Eddie, my host and I visited one of the homes where they had planned for us to come and eat lunch. This mother has been with some of her children for over ten years. Her oldest is now twenty-three and recently graduated from university. She is preparing for post-graduate work. Her youngest, an eight-year-old orphan named Esther, if my memory serves me correct, was only recently placed with her. This little girl had lunch with us and you could see that she was still not quite used to living there. In the beginning she was very shy but once her ‘sisters’ came home from school, she opened up. (Me and Esther, right)
After lunch Eddie and I walked around the campus visiting different homes. Eddie wanted to find Moses. Moses was the first ‘graduate’ of Baby Watoto, which we wrote about last week. Once Moses’ second birthday arrived, he was transferred to the Watoto Village and is now part of a home with seven brothers and sisters. His caretakers from Baby Watoto visited him often in the beginning to help him with the transition. After a short search we found little Moses. He was a little grumpy, but his ‘brother’ wasn’t and wasted little time making it clear that he desired to be filmed as he tried to climb me like a tree in order to get to my camera. (Moses with his new mother and sister on right)
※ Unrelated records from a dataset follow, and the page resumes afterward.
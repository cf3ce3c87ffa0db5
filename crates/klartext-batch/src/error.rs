//! Error types for batch processing

use thiserror::Error;

/// Errors from the tabular store or an individual row
///
/// Whole-table failures (cannot open, cannot write) are fatal to the run;
/// a per-row failure is caught at the row boundary and turned into an
/// error record.
#[derive(Debug, Error)]
pub enum BatchError {
    /// CSV parsing or writing error
    #[error("CSV error: {0}")]
    Csv(#[from] csv::Error),

    /// I/O error
    #[error("I/O error: {0}")]
    Io(#[from] std::io::Error),

    /// Serialization error
    #[error("Serialization error: {0}")]
    Serialization(#[from] serde_json::Error),
}
//! Deterministic text cleanup for raw material descriptions

/// Normalize a raw description string
///
/// Collapses whitespace runs to single spaces, rewrites the `//` separator
/// to ` | `, and trims. After the first collapse the only whitespace that
/// can surround a pipe is a single space, so re-collapsing after the
/// rewrite also normalizes pipe spacing.
///
/// Idempotent: `normalize(normalize(x)) == normalize(x)`.
///
/// # Examples
///
/// ```
/// use klartext_extractor::normalize;
///
/// let cleaned = normalize("  für APIC  Wasserfilter//Ref: 9000  ");
/// assert_eq!(cleaned, "für APIC Wasserfilter | Ref: 9000");
/// ```
pub fn normalize(text: &str) -> String {
    let collapsed = collapse_whitespace(text);
    let piped = collapsed.replace("//", " | ");
    collapse_whitespace(&piped)
}

fn collapse_whitespace(text: &str) -> String {
    text.split_whitespace().collect::<Vec<_>>().join(" ")
}

#[cfg(test)]
mod tests {
    use super::*;

    #[test]
    fn test_collapses_whitespace_runs() {
        assert_eq!(normalize("Siemens   Schütz\t230V"), "Siemens Schütz 230V");
    }

    #[test]
    fn test_double_slash_becomes_pipe() {
        assert_eq!(normalize("a//b"), "a | b");
        assert_eq!(normalize("a // b"), "a | b");
    }

    #[test]
    fn test_pipe_spacing_normalized() {
        assert_eq!(normalize("a   |   b"), "a | b");
    }

    #[test]
    fn test_trims_ends() {
        assert_eq!(normalize("  Lager 6204  "), "Lager 6204");
    }

    #[test]
    fn test_empty_input() {
        assert_eq!(normalize(""), "");
        assert_eq!(normalize("   \t  "), "");
    }

    #[test]
    fn test_idempotence() {
        let inputs = [
            "für APIC Wasserfilter FMA 9000 | Ref: 9000/CPF01/230/VH | Pos. 48",
            "a//b//c",
            "  x  //  y ",
            "a///b",
            "////",
            "a | b",
            "",
        ];
        for input in inputs {
            let once = normalize(input);
            assert_eq!(normalize(&once), once, "not idempotent for {:?}", input);
        }
    }
}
School was ending as we were leaving. Eddie is a bit of a celebrity with the students because he is one of the tour leaders. Every year different groups of children travel the world in choirs (Australia, Israel, America, Japan, Great Britain, China are just a few of the nations to which they have been.) Eddie led the one that came to Jerusalem. This is one of the ways they raise operating funds. Several of the former orphans ran to Eddie to greet him when they saw him.
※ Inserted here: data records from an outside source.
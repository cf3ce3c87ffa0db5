//! klartext Text-Generation Layer
//!
//! Implementations of the `TextGenerator` trait from `klartext-domain`.
//!
//! # Providers
//!
//! - `MockGenerator`: deterministic, scripted responses for testing
//! - `OllamaGenerator`: local Ollama chat API integration
//!
//! Neither implementation retries: the extraction layer owns the retry
//! policy and calls the generator once per attempt.

#![warn(missing_docs)]

pub mod ollama;

use klartext_domain::{GenerationError, TextGenerator};
use std::collections::VecDeque;
use std::sync::{Arc, Mutex};
use thiserror::Error;

pub use ollama::OllamaGenerator;

/// Errors that can occur while talking to a text-generation service
#[derive(Error, Debug, Clone)]
pub enum GeneratorError {
    /// Network or transport failure reaching the service
    #[error("Connection error: {0}")]
    Connection(String),

    /// The service does not know the requested model
    #[error("Model not available: {0}")]
    ModelNotAvailable(String),

    /// The service answered with a body the client cannot decode
    #[error("Invalid response: {0}")]
    InvalidResponse(String),

    /// Generic service error
    #[error("Generation error: {0}")]
    Other(String),
}

impl GenerationError for GeneratorError {
    /// Connectivity failures get linear backoff from the retry policy;
    /// everything else gets the fixed base delay.
    fn is_connectivity(&self) -> bool {
        matches!(self, GeneratorError::Connection(_))
    }
}

/// Mock generator with a scripted response sequence
///
/// Responses queued with [`push_ok`](MockGenerator::push_ok) and
/// [`push_err`](MockGenerator::push_err) are returned in order, one per
/// call; once the script runs dry every call returns the default response.
/// This shape exists because retry tests need ordered failure→success
/// sequences, not per-prompt lookups.
///
/// # Examples
///
/// ```
/// use klartext_llm::{GeneratorError, MockGenerator};
/// use klartext_domain::TextGenerator;
///
/// # tokio_test::block_on(async {
/// let generator = MockGenerator::new("{}");
/// generator.push_err(GeneratorError::Connection("refused".to_string()));
/// generator.push_ok("{\"product_name\": \"Lager\"}");
///
/// assert!(generator.generate("prompt").await.is_err());
/// assert!(generator.generate("prompt").await.unwrap().contains("Lager"));
/// assert_eq!(generator.generate("prompt").await.unwrap(), "{}");
/// assert_eq!(generator.call_count(), 3);
/// # });
/// ```
#[derive(Debug, Clone)]
pub struct MockGenerator {
    default_response: String,
    script: Arc<Mutex<VecDeque<Result<String, GeneratorError>>>>,
    call_count: Arc<Mutex<usize>>,
}

impl MockGenerator {
    /// Create a new MockGenerator with a default response for all calls
    pub fn new(default_response: impl Into<String>) -> Self {
        Self {
            default_response: default_response.into(),
            script: Arc::new(Mutex::new(VecDeque::new())),
            call_count: Arc::new(Mutex::new(0)),
        }
    }

    /// Queue a successful response
    pub fn push_ok(&self, response: impl Into<String>) {
        self.script.lock().unwrap().push_back(Ok(response.into()));
    }

    /// Queue an error response
    pub fn push_err(&self, error: GeneratorError) {
        self.script.lock().unwrap().push_back(Err(error));
    }

    /// Get the number of times generate was called
    pub fn call_count(&self) -> usize {
        *self.call_count.lock().unwrap()
    }
}

impl Default for MockGenerator {
    fn default() -> Self {
        Self::new("{}")
    }
}

impl TextGenerator for MockGenerator {
    type Error = GeneratorError;

    async fn generate(&self, _prompt: &str) -> Result<String, Self::Error> {
        *self.call_count.lock().unwrap() += 1;

        match self.script.lock().unwrap().pop_front() {
            Some(scripted) => scripted,
            None => Ok(self.default_response.clone()),
        }
    }
}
I asked Eddie about the male influence, given that there are housemothers, but no housefathers. He explained that Kampala Pentecostal Church, the 17,000-member church that oversees Watoto, has a men’s ministry that provides opportunity for men in the church to regularly visit the children of Watoto.
I got in the back of the van and thought to myself: Is there a more worthwhile cause for which to give your life? I was moved deeply and vowed to return. I also resolved that while I know that my ‘first love’ in ministry is Israel and Israelis, that we would remain open to allowing the Lord to use us in this worthy endeavor at some level.